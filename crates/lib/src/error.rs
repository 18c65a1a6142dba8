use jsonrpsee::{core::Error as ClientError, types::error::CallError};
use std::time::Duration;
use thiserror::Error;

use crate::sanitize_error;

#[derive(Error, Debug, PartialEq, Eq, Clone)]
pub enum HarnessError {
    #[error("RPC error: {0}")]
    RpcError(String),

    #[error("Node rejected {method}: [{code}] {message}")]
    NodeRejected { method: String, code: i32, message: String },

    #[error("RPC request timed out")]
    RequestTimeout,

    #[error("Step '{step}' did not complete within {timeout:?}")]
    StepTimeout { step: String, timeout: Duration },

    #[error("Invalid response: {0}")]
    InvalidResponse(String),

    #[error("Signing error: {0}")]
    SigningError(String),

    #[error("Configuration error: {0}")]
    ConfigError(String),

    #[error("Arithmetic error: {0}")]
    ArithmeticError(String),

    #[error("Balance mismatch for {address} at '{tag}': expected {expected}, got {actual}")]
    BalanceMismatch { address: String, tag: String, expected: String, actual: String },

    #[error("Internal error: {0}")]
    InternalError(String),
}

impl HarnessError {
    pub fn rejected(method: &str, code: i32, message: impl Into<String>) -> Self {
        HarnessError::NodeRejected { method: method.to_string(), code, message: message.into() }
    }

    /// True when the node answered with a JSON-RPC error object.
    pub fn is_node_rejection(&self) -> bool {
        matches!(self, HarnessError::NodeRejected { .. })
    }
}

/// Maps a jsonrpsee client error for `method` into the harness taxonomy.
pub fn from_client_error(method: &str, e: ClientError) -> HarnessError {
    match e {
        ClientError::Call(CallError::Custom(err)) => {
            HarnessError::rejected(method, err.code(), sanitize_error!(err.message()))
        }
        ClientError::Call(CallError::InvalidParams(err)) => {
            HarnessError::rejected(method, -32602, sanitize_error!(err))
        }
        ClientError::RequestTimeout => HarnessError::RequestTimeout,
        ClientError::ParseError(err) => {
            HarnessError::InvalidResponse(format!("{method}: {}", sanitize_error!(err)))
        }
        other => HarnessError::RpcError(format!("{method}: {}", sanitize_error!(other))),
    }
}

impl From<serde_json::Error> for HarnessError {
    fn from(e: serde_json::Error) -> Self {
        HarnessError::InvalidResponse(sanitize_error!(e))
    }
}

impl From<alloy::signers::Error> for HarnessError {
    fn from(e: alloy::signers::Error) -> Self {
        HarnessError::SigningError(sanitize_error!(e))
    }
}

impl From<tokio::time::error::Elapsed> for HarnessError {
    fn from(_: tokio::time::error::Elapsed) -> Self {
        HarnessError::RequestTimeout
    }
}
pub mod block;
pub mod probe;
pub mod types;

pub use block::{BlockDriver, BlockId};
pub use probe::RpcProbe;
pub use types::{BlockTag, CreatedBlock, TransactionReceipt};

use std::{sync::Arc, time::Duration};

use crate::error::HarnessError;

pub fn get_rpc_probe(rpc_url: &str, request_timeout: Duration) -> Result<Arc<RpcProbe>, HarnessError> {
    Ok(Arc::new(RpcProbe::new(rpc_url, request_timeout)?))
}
------
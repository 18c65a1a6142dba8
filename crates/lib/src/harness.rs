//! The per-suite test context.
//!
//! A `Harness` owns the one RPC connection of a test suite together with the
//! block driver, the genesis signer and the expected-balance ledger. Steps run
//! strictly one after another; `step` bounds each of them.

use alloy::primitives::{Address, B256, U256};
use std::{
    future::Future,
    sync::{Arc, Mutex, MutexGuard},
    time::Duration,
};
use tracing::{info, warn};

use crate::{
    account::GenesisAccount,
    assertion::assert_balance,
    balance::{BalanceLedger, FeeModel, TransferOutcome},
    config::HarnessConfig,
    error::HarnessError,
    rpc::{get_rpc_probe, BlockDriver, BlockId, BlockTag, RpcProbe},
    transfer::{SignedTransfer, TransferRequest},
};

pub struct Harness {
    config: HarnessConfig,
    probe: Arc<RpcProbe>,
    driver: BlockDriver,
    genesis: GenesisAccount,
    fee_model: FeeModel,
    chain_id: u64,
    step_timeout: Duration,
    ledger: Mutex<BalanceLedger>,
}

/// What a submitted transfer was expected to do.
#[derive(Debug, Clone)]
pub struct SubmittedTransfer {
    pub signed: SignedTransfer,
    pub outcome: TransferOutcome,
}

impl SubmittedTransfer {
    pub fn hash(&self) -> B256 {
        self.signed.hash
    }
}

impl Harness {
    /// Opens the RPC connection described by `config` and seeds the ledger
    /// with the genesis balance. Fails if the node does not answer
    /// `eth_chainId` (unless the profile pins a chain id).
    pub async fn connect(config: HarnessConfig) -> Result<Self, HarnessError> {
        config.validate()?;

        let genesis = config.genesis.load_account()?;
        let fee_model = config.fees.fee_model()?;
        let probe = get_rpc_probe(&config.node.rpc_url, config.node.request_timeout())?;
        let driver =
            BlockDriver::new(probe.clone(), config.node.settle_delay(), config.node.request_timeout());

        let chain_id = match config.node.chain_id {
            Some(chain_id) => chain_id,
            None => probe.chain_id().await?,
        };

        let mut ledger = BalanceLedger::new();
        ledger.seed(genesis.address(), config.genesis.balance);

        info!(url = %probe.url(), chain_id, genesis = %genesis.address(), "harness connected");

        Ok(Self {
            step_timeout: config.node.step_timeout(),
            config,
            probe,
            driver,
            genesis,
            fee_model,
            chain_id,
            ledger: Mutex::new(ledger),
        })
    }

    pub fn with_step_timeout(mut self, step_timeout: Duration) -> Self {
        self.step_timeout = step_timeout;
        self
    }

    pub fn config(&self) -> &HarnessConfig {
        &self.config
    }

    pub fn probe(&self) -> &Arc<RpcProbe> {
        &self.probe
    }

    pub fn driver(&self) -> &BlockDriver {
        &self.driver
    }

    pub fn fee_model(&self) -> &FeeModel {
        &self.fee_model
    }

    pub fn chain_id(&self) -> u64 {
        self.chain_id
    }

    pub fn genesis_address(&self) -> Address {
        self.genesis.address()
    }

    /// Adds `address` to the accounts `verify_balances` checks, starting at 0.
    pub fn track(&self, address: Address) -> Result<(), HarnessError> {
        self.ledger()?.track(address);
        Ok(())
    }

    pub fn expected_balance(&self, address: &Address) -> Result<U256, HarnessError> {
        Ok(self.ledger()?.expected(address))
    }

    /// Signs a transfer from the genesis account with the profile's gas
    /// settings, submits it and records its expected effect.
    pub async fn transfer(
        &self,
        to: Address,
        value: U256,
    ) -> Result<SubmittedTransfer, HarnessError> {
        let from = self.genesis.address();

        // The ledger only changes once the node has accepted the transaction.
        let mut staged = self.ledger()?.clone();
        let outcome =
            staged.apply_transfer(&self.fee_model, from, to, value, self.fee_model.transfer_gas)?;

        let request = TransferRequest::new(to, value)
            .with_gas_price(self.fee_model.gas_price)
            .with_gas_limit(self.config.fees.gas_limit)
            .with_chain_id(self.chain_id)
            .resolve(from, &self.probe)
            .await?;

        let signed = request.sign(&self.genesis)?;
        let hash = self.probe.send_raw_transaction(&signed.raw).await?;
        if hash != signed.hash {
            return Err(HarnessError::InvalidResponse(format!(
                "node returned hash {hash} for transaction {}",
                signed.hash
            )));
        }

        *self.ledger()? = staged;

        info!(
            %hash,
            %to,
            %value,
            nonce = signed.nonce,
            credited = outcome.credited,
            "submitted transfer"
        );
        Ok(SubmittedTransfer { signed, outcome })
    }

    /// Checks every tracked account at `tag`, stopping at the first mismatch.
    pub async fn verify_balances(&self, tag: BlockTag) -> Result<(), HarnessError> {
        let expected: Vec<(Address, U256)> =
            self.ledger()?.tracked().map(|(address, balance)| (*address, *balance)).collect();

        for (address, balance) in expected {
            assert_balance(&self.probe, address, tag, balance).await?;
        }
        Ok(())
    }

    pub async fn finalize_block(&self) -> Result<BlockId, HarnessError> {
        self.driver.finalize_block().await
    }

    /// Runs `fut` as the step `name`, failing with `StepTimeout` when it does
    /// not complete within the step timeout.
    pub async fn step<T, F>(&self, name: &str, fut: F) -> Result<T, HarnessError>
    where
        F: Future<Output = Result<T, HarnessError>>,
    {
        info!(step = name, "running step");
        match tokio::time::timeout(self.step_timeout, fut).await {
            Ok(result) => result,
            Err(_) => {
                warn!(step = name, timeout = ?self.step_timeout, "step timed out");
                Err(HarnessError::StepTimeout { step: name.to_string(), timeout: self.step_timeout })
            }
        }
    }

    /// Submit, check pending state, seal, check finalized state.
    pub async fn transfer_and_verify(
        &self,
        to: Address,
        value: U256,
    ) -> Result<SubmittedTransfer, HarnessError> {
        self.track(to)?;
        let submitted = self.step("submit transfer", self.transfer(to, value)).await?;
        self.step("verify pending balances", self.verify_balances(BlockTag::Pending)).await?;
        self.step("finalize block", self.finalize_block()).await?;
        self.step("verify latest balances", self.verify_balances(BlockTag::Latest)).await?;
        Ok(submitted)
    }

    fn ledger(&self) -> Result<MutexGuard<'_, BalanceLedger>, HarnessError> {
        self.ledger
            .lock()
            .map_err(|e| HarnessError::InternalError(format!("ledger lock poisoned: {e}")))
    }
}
------
Lines holding "within" in the material above: report their number and nothing else.

▶ RESPONSE AREA: 2